• Exercise: Below are entries; write every one of them out again exactly.

Stored data

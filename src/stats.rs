//! Dashboard statistics from the `/stats` endpoints.

use house_keeper_auth::SessionStore;
use house_keeper_locations::LocationId;
use log::debug;
use reqwest::{Client, StatusCode};
use serde::Deserialize;

use crate::error::Error;

/// Record counts shown on the dashboard.
#[derive(Debug, Clone, Deserialize, PartialEq)]
pub struct DashboardCounts {
    pub items: u64,
    pub locations: u64,
    pub due_reminders: u64,
    pub upcoming_reminders: u64,
}

/// How many items fall into one category.
#[derive(Debug, Clone, Deserialize, PartialEq)]
pub struct CategoryCount {
    pub name: String,
    pub value: u64,
}

/// A location ranked by how many items it holds.
#[derive(Debug, Clone, Deserialize, PartialEq)]
pub struct LocationStat {
    pub id: LocationId,
    pub name: String,
    pub count: u64,
}

/// The dashboard payload: counts, category distribution, and the locations
/// holding the most items.
#[derive(Debug, Clone, Deserialize, PartialEq)]
pub struct DashboardStats {
    pub counts: DashboardCounts,
    #[serde(default)]
    pub category_distribution: Vec<CategoryCount>,
    #[serde(default)]
    pub location_stats: Vec<LocationStat>,
}

/// Client for the `/stats` endpoints.
pub struct StatsClient {
    url: String,
    http_client: Client,
    store: SessionStore,
}

impl StatsClient {
    /// Create a new stats client rooted at the API base URL.
    pub fn new(url: &str, http_client: Client, store: SessionStore) -> Self {
        Self {
            url: url.trim_end_matches('/').to_string(),
            http_client,
            store,
        }
    }

    fn bearer(&self) -> Result<String, Error> {
        self.store.access_token().ok_or(Error::MissingSession)
    }

    /// Fetch the aggregated dashboard statistics.
    pub async fn dashboard(&self) -> Result<DashboardStats, Error> {
        let token = self.bearer()?;
        let url = format!("{}/stats/dashboard", self.url);
        debug!("GET {}", url);

        let response = self
            .http_client
            .get(&url)
            .bearer_auth(&token)
            .send()
            .await?;

        if !response.status().is_success() {
            return Err(self.api_error(response).await);
        }

        let stats: DashboardStats = response.json().await?;
        Ok(stats)
    }

    /// The locations holding the most items, at most `limit` of them (the
    /// backend defaults to 5).
    pub async fn popular_locations(&self, limit: Option<u32>) -> Result<Vec<LocationStat>, Error> {
        let token = self.bearer()?;
        let url = format!("{}/stats/popular-locations", self.url);
        debug!("GET {}", url);

        let mut request = self.http_client.get(&url).bearer_auth(&token);
        if let Some(limit) = limit {
            request = request.query(&[("limit", limit.to_string())]);
        }
        let response = request.send().await?;

        if !response.status().is_success() {
            return Err(self.api_error(response).await);
        }

        let stats: Vec<LocationStat> = response.json().await?;
        Ok(stats)
    }

    async fn api_error(&self, response: reqwest::Response) -> Error {
        let status = response.status();
        if status == StatusCode::UNAUTHORIZED {
            self.store.invalidate();
            return Error::Unauthorized;
        }
        let detail = crate::detail_from_body(&response.text().await.unwrap_or_default());
        Error::Api { status, detail }
    }
}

• Exercise output:
filename src/stats.rs
//! Dashboard statistics from the `/stats` endpoints.

use house_keeper_auth::SessionStore;
use house_keeper_locations::LocationId;
use log::debug;
use reqwest::{Client, StatusCode};
use serde::Deserialize;

use crate::error::Error;

/// Record counts shown on the dashboard.
#[derive(Debug, Clone, Deserialize, PartialEq)]
pub struct DashboardCounts {
    pub items: u64,
    pub locations: u64,
    pub due_reminders: u64,
    pub upcoming_reminders: u64,
}

/// How many items fall into one category.
#[derive(Debug, Clone, Deserialize, PartialEq)]
pub struct CategoryCount {
    pub name: String,
    pub value: u64,
}

/// A location ranked by how many items it holds.
#[derive(Debug, Clone, Deserialize, PartialEq)]
pub struct LocationStat {
    pub id: LocationId,
    pub name: String,
    pub count: u64,
}

/// The dashboard payload: counts, category distribution, and the locations
/// holding the most items.
#[derive(Debug, Clone, Deserialize, PartialEq)]
pub struct DashboardStats {
    pub counts: DashboardCounts,
    #[serde(default)]
    pub category_distribution: Vec<CategoryCount>,
    #[serde(default)]
    pub location_stats: Vec<LocationStat>,
}

/// Client for the `/stats` endpoints.
pub struct StatsClient {
    url: String,
    http_client: Client,
    store: SessionStore,
}

impl StatsClient {
    /// Create a new stats client rooted at the API base URL.
    pub fn new(url: &str, http_client: Client, store: SessionStore) -> Self {
        Self {
            url: url.trim_end_matches('/').to_string(),
            http_client,
            store,
        }
    }

    fn bearer(&self) -> Result<String, Error> {
        self.store.access_token().ok_or(Error::MissingSession)
    }

    /// Fetch the aggregated dashboard statistics.
    pub async fn dashboard(&self) -> Result<DashboardStats, Error> {
        let token = self.bearer()?;
        let url = format!("{}/stats/dashboard", self.url);
        debug!("GET {}", url);

        let response = self
            .http_client
            .get(&url)
            .bearer_auth(&token)
            .send()
            .await?;

        if !response.status().is_success() {
            return Err(self.api_error(response).await);
        }

        let stats: DashboardStats = response.json().await?;
        Ok(stats)
    }

    /// The locations holding the most items, at most `limit` of them (the
    /// backend defaults to 5).
    pub async fn popular_locations(&self, limit: Option<u32>) -> Result<Vec<LocationStat>, Error> {
        let token = self.bearer()?;
        let url = format!("{}/stats/popular-locations", self.url);
        debug!("GET {}", url);

        let mut request = self.http_client.get(&url).bearer_auth(&token);
        if let Some(limit) = limit {
            request = request.query(&[("limit", limit.to_string())]);
        }
        let response = request.send().await?;

        if !response.status().is_success() {
            return Err(self.api_error(response).await);
        }

        let stats: Vec<LocationStat> = response.json().await?;
        Ok(stats)
    }

    async fn api_error(&self, response: reqwest::Response) -> Error {
        let status = response.status();
        if status == StatusCode::UNAUTHORIZED {
            self.store.invalidate();
            return Error::Unauthorized;
        }
        let detail = crate::detail_from_body(&response.text().await.unwrap_or_default());
        Error::Api { status, detail }
    }
}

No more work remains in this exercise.